Parfois elle venait picorer à la cuisine en notre absence. Je le savais car il y avait de petits signes qui m'alertaient : le chiffon changé de place, un paquet de biscuits entamé mais remis dans le placard, un pot de yogourt vide dans la poubelle, presque rien mais cela me rendait heureuse, je me disais que si elle avait faim, rien n'était perdu, elle pouvait se reconstruire, retrouver une vie « normale ».
Parfois j'allais écouter derrière sa porte. Je n'entendais rien, pas de musique, pas de télévision, rien si ce n'était de petits bruissements de papier, peut-être lisait-elle ou écrivait-elle ?
Au début j'essayais de la déranger, de la questionner, mais dès qu'elle posait son regard sur moi, je savais que je n'avais pas ce droit. Son expression changeait, d'une attitude triste, elle passait à une totale absence, comme une coquille vide. En pareille situation l'effet est garanti, vous n'avez qu'une envie : bafouiller une quelconque excuse et battre en retraite immédiatement.
Au début ce silence était si pesant qu'il y avait comme une chape de plomb sur la maison. Avec Charles, mon mari, on se surprenait à chuchoter ou à se faire des gestes pour se faire comprendre.
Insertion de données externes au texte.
//! User notices
//!
//! Dismissable banners that stand in for blocking alert dialogs. Every
//! operation outcome the user should hear about lands here; entries expire
//! after a few seconds and the board keeps a bounded number of them.

use std::collections::VecDeque;
use std::fmt;
use std::time::{Duration, Instant};

/// How long a notice stays up
pub const NOTICE_TTL: Duration = Duration::from_secs(5);

/// Notices kept at once; older ones drop off
pub const MAX_NOTICES: usize = 5;

#[derive(Debug, Clone, Copy, PartialEq, Eq)]
pub enum NoticeLevel {
    Success,
    Info,
    Error,
}

impl fmt::Display for NoticeLevel {
    fn fmt(&self, f: &mut fmt::Formatter<'_>) -> fmt::Result {
        match self {
            NoticeLevel::Success => write!(f, "SUCCESS"),
            NoticeLevel::Info => write!(f, "INFO"),
            NoticeLevel::Error => write!(f, "ERROR"),
        }
    }
}

#[derive(Debug, Clone)]
pub struct Notice {
    pub level: NoticeLevel,
    pub message: String,
    pub created: Instant,
}

/// Bounded queue of notices
#[derive(Debug)]
pub struct NoticeBoard {
    notices: VecDeque<Notice>,
    ttl: Duration,
    max_notices: usize,
}

impl Default for NoticeBoard {
    fn default() -> Self {
        Self::new(NOTICE_TTL, MAX_NOTICES)
    }
}

impl NoticeBoard {
    pub fn new(ttl: Duration, max_notices: usize) -> Self {
        Self {
            notices: VecDeque::new(),
            ttl,
            max_notices: max_notices.max(1),
        }
    }

    pub fn push(&mut self, level: NoticeLevel, message: impl Into<String>) {
        let message = message.into();
        tracing::debug!(%level, %message, "notice");
        self.notices.push_back(Notice {
            level,
            message,
            created: Instant::now(),
        });
        while self.notices.len() > self.max_notices {
            self.notices.pop_front();
        }
    }

    pub fn success(&mut self, message: impl Into<String>) {
        self.push(NoticeLevel::Success, message);
    }

    pub fn info(&mut self, message: impl Into<String>) {
        self.push(NoticeLevel::Info, message);
    }

    pub fn error(&mut self, message: impl Into<String>) {
        self.push(NoticeLevel::Error, message);
    }

    /// Drop notices older than the TTL
    pub fn expire(&mut self, now: Instant) {
        let ttl = self.ttl;
        self.notices.retain(|notice| now.duration_since(notice.created) < ttl);
    }

    pub fn dismiss(&mut self, index: usize) {
        self.notices.remove(index);
    }

    pub fn iter(&self) -> impl Iterator<Item = &Notice> {
        self.notices.iter()
    }

    pub fn latest(&self) -> Option<&Notice> {
        self.notices.back()
    }

    pub fn len(&self) -> usize {
        self.notices.len()
    }

    pub fn is_empty(&self) -> bool {
        self.notices.is_empty()
    }
}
On baissait le son de la télévision. Puis petit à petit, le silence est devenu moins pesant, plutôt comme un cocon, on l'a apprivoisé, on s'en est accommodé. Même Elise a eu l'air d'aller mieux dans son propre silence, elle se glissait un peu moins doucement d'une pièce à l'autre, alors on s'est habitué, on s'est même mis à apprécier le silence sans le craindre, sans s'angoisser.
Parfois je me disais que ce serait toujours comme cela, une fille muette, une ombre de fille.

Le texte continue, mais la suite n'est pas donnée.